Screening provides a way to detect the presence of an eye disease at an early stage, or risk factors for its development, among larger numbers of people who are asymptomatic (i.e. are not experiencing any symptoms), but are at an increased risk of developing the disease.
Screening differs from diagnostic testing. Diagnostic testing is performed to confirm the presence or absence of a disease among individuals who are experiencing specific symptoms, such as vision loss.
People with diabetes are at increased risk of developing several eye diseases, including Diabetes-related Retinopathy, cataract, and glaucoma. All of these diseases can cause vision loss or blindness in people with diabetes. However, DR is the most common (affecting 1 in 3 persons) and the most frequent cause of vision loss in the diabetic population. DR is also the leading cause of visual impairment and blindness in the working-age population worldwide.[2, 3]

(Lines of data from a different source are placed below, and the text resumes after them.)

pub(crate) fn default_mode(style: StrategyStyle) -> ModeConfig {
    ModeConfig {
        style,
        enabled: true,
        entry_cooldown_secs: default_entry_cooldown_secs(),
        leverage_cap: default_leverage_cap(),
        base_position_pct: default_base_position_pct(),
        max_size_multiplier: default_max_size_multiplier(),
        min_holding_seconds: default_min_holding_seconds(),
        max_holding_hours: default_max_holding_hours(),
        min_reverse_exit_seconds: default_min_reverse_exit_seconds(),
        allow_relaxed: false,
        invert_signal: false,
        bridge_path: None,
    }
}

fn default_max_spread_bps() -> f64 {
    3.0
}
fn default_min_obi_abs() -> f64 {
    0.1
}
fn default_vpin_relaxed_gate() -> f64 {
    0.75
}
fn default_funding_threshold() -> f64 {
    1.5
}
fn default_signal_threshold() -> f64 {
    0.2
}
fn default_threshold_discount() -> f64 {
    0.85
}
fn default_min_net_profit_usd() -> f64 {
    3.0
}
fn default_min_net_profit_fee_ratio() -> f64 {
    0.30
}
fn default_lp_size_boost_cap() -> f64 {
    1.35
}
fn default_lp_confidence_boost_cap() -> f64 {
    0.12
}
fn default_entry_delay_secs() -> u64 {
    5
}
fn default_entry_delay_max_move_pct() -> f64 {
    0.3
}

/// Decision-engine thresholds that are not per-mode: gating levels shared
/// across every style's pipeline run.
#[derive(Debug, Clone, Serialize, Deserialize)]
pub struct DecisionThresholds {
    #[serde(default = "default_max_spread_bps")]
    pub max_spread_bps: f64,
    #[serde(default = "default_min_obi_abs")]
    pub min_obi_abs: f64,
    #[serde(default = "default_vpin_relaxed_gate")]
    pub vpin_relaxed_gate: f64,
    #[serde(default = "default_funding_threshold")]
    pub funding_threshold: f64,
    #[serde(default = "default_signal_threshold")]
    pub signal_threshold: f64,
    #[serde(default = "default_threshold_discount")]
    pub threshold_discount: f64,
    #[serde(default = "default_min_net_profit_usd")]
    pub min_net_profit_usd: f64,
    #[serde(default = "default_min_net_profit_fee_ratio")]
    pub min_net_profit_fee_ratio: f64,
    #[serde(default = "default_lp_size_boost_cap")]
    pub lp_size_boost_cap: f64,
    #[serde(default = "default_lp_confidence_boost_cap")]
    pub lp_confidence_boost_cap: f64,
    #[serde(default = "default_entry_delay_secs")]
    pub entry_delay_secs: u64,
    #[serde(default = "default_entry_delay_max_move_pct")]
    pub entry_delay_max_move_pct: f64,
}

impl Default for DecisionThresholds {
    fn default() -> Self {
        Self {
            max_spread_bps: default_max_spread_bps(),
            min_obi_abs: default_min_obi_abs(),
            vpin_relaxed_gate: default_vpin_relaxed_gate(),
            funding_threshold: default_funding_threshold(),
            signal_threshold: default_signal_threshold(),
            threshold_discount: default_threshold_discount(),
            min_net_profit_usd: default_min_net_profit_usd(),
            min_net_profit_fee_ratio: default_min_net_profit_fee_ratio(),
            lp_size_boost_cap: default_lp_size_boost_cap(),
            lp_confidence_boost_cap: default_lp_confidence_boost_cap(),
            entry_delay_secs: default_entry_delay_secs(),
            entry_delay_max_move_pct: default_entry_delay_max_move_pct(),
        }
    }
}

#[derive(Debug, Clone, Serialize, Deserialize)]
pub struct RuntimeConfig {
    #[serde(default = "default_symbol")]
    pub symbol: String,
    #[serde(default = "default_initial_capital")]
    pub initial_capital_usdt: f64,
    #[serde(default = "default_duration_hours")]
    pub duration_hours: f64,
    #[serde(default)]
    pub fees: FeeSchedule,
    #[serde(default)]
    pub maker: MakerConfig,
    #[serde(default)]
    pub whale: WhaleConfig,
    #[serde(default = "default_vpin_bucket_usd")]
    pub vpin_bucket_usd: f64,
    #[serde(default = "default_vpin_num_buckets")]
    pub vpin_num_buckets: usize,
    #[serde(default = "default_bar_interval_secs")]
    pub bar_interval_secs: i64,
    #[serde(default = "default_tick_interval_secs")]
    pub tick_interval_secs: u64,
    #[serde(default)]
    pub thresholds: DecisionThresholds,
    #[serde(default = "default_modes")]
    pub modes: HashMap<String, ModeConfig>,
}

impl Default for RuntimeConfig {
    fn default() -> Self {
        Self {
            symbol: default_symbol(),
            initial_capital_usdt: default_initial_capital(),
            duration_hours: default_duration_hours(),
            fees: FeeSchedule::default(),
            maker: MakerConfig::default(),
            whale: WhaleConfig::default(),
            vpin_bucket_usd: default_vpin_bucket_usd(),
            vpin_num_buckets: default_vpin_num_buckets(),
            bar_interval_secs: default_bar_interval_secs(),
            tick_interval_secs: default_tick_interval_secs(),
            thresholds: DecisionThresholds::default(),
            modes: default_modes(),
        }
    }
}

impl RuntimeConfig {
    /// Load from `path`, falling back to defaults on any I/O or parse error.
    /// Never fails — a missing or corrupt config file is not fatal.
    pub fn load(path: &str) -> Self {
        match std::fs::read_to_string(path) {
            Ok(contents) => match serde_json::from_str(&contents) {
                Ok(cfg) => cfg,
                Err(e) => {
                    tracing::warn!(path, error = %e, "failed to parse runtime config, using defaults");
                    Self::default()
                }
            },
            Err(_) => {
                tracing::info!(path, "no runtime config found, using defaults");
                Self::default()
            }
        }
    }

    /// Atomic write-to-temp-then-rename save.
    pub fn save(&self, path: &str) -> anyhow::Result<()> {
        let json = serde_json::to_string_pretty(self)?;
        let tmp_path = format!("{path}.tmp");
        std::fs::write(&tmp_path, json)?;
        std::fs::rename(&tmp_path, path)?;
        Ok(())
    }

    /// `true` if `path`'s mtime is newer than `since`.
    pub fn is_modified_since(path: &str, since: std::time::SystemTime) -> bool {
        Path::new(path)
            .metadata()
            .and_then(|m| m.modified())
            .map(|mtime| mtime > since)
            .unwrap_or(false)
    }
}

#[cfg(test)]
mod tests {
    use super::*;

    #[test]
    fn defaults_are_internally_consistent() {
        let cfg = RuntimeConfig::default();
        assert!(cfg.modes.contains_key("baseline"));
        assert!(cfg.fees.taker_rate > cfg.fees.maker_rate);
    }

    #[test]
    fn round_trips_through_save_and_load() {
        let dir = std::env::temp_dir().join(format!("cfg_test_{}", uuid::Uuid::new_v4()));
        std::fs::create_dir_all(&dir).unwrap();
        let path = dir.join("runtime_config.json");
        let path_str = path.to_str().unwrap();

        let mut cfg = RuntimeConfig::default();
        cfg.symbol = "ETHUSDT".to_string();
        cfg.save(path_str).unwrap();

        let loaded = RuntimeConfig::load(path_str);
        assert_eq!(loaded.symbol, "ETHUSDT");

        std::fs::remove_dir_all(&dir).ok();
    }

    #[test]
    fn load_missing_file_returns_defaults() {
        let loaded = RuntimeConfig::load("/nonexistent/path/does/not/exist.json");
        assert_eq!(loaded.symbol, default_symbol());
    }

    #[test]
    fn partial_json_falls_back_to_defaults() {
        let dir = std::env::temp_dir().join(format!("cfg_test_partial_{}", uuid::Uuid::new_v4()));
        std::fs::create_dir_all(&dir).unwrap();
        let path = dir.join("broken.json");
        std::fs::write(&path, "{ not valid json").unwrap();

        let loaded = RuntimeConfig::load(path.to_str().unwrap());
        assert_eq!(loaded.symbol, default_symbol());

        std::fs::remove_dir_all(&dir).ok();
    }
}
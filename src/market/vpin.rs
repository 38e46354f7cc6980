// =============================================================================
// VPIN — Volume-Synchronized Probability of Informed Trading (C2)
// =============================================================================
//
// Fixed-volume buckets (20,000 USD, 40 trailing buckets). Each bucket holds
// buy and sell volume; VPIN is the mean absolute imbalance across buckets,
// normalised by bucket size. Recomputed whenever a trade closes a bucket.

use std::collections::VecDeque;

use serde::{Deserialize, Serialize};

#[derive(Debug, Clone, Copy, PartialEq, Eq, Serialize, Deserialize)]
pub enum VpinLevel {
    Low,
    Normal,
    Elevated,
    Danger,
    Critical,
}

impl VpinLevel {
    fn from_value(vpin: f64) -> Self {
        if vpin >= 0.85 {
            VpinLevel::Critical
        } else if vpin >= 0.7 {
            VpinLevel::Danger
        } else if vpin >= 0.5 {
            VpinLevel::Elevated
        } else if vpin >= 0.3 {
            VpinLevel::Normal
        } else {
            VpinLevel::Low
        }
    }
}

#[derive(Debug, Clone, Copy, Serialize, Deserialize)]
pub struct VpinState {
    pub vpin: f64,
    pub level: VpinLevel,
    pub buy_volume: f64,
    pub sell_volume: f64,
}

impl Default for VpinState {
    fn default() -> Self {
        Self {
            vpin: 0.0,
            level: VpinLevel::Low,
            buy_volume: 0.0,
            sell_volume: 0.0,
        }
    }
}

pub struct VpinCalculator {
    bucket_usd: f64,
    num_buckets: usize,
    current_buy: f64,
    current_sell: f64,
    current_bucket_usd: f64,
    buckets: VecDeque<(f64, f64)>,
    state: VpinState,
}

impl VpinCalculator {
    pub fn new(bucket_usd: f64, num_buckets: usize) -> Self {
        Self {
            bucket_usd,
            num_buckets,
            current_buy: 0.0,
            current_sell: 0.0,
            current_bucket_usd: 0.0,
            buckets: VecDeque::with_capacity(num_buckets),
            state: VpinState::default(),
        }
    }

    /// Feed one trade's notional USD value; `is_buy` = aggressor bought.
    pub fn add_trade(&mut self, usd_value: f64, is_buy: bool) {
        if is_buy {
            self.current_buy += usd_value;
        } else {
            self.current_sell += usd_value;
        }
        self.current_bucket_usd += usd_value;

        while self.current_bucket_usd >= self.bucket_usd {
            let overflow = self.current_bucket_usd - self.bucket_usd;
            let ratio = if self.current_bucket_usd > 0.0 {
                (self.current_bucket_usd - overflow) / self.current_bucket_usd
            } else {
                1.0
            };

            let bucket_buy = self.current_buy * ratio;
            let bucket_sell = self.current_sell * ratio;
            self.buckets.push_back((bucket_buy, bucket_sell));
            if self.buckets.len() > self.num_buckets {
                self.buckets.pop_front();
            }

            self.current_buy *= 1.0 - ratio;
            self.current_sell *= 1.0 - ratio;
            self.current_bucket_usd = overflow;

            self.recompute();
        }
    }

    fn recompute(&mut self) {
        if self.buckets.is_empty() {
            self.state = VpinState::default();
            return;
        }

        let total_imbalance: f64 = self.buckets.iter().map(|(b, s)| (b - s).abs()).sum();
        let vpin = total_imbalance / (self.buckets.len() as f64 * self.bucket_usd);

        let buy_volume: f64 = self.buckets.iter().map(|(b, _)| b).sum();
        let sell_volume: f64 = self.buckets.iter().map(|(_, s)| s).sum();

        self.state = VpinState {
            vpin,
            level: VpinLevel::from_value(vpin),
            buy_volume,
            sell_volume,
        };
    }

    pub fn state(&self) -> VpinState {
        self.state
    }
}

#[cfg(test)]
mod tests {
    use super::*;

    #[test]
    fn balanced_flow_gives_low_vpin() {
        let mut calc = VpinCalculator::new(1000.0, 10);
        for _ in 0..20 {
            calc.add_trade(50.0, true);
            calc.add_trade(50.0, false);
        }
        assert_eq!(calc.state().level, VpinLevel::Low);
    }

    #[test]
    fn one_sided_flow_raises_vpin() {
        let mut calc = VpinCalculator::new(1000.0, 10);
        for _ in 0..30 {
            calc.add_trade(200.0, true);
        }
        assert!(calc.state().vpin > 0.5);
    }

    #[test]
    fn level_thresholds_match_spec() {
        assert_eq!(VpinLevel::from_value(0.2), VpinLevel::Low);
        assert_eq!(VpinLevel::from_value(0.35), VpinLevel::Normal);
        assert_eq!(VpinLevel::from_value(0.55), VpinLevel::Elevated);
        assert_eq!(VpinLevel::from_value(0.75), VpinLevel::Danger);
        assert_eq!(VpinLevel::from_value(0.9), VpinLevel::Critical);
    }
}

Many patients with Diabetes-related Retinopathy may not experience any visual symptoms until the later stages of disease when vision loss may be irreversible, even with treatment. There is strong evidence that the risk of vision loss or blindness from Diabetes-related Retinopathy can be greatly reduced by screening individuals with diabetes for the early signs of sight-threatening Diabetes-related Retinopathy, and ensuring they receive timely access to treatment.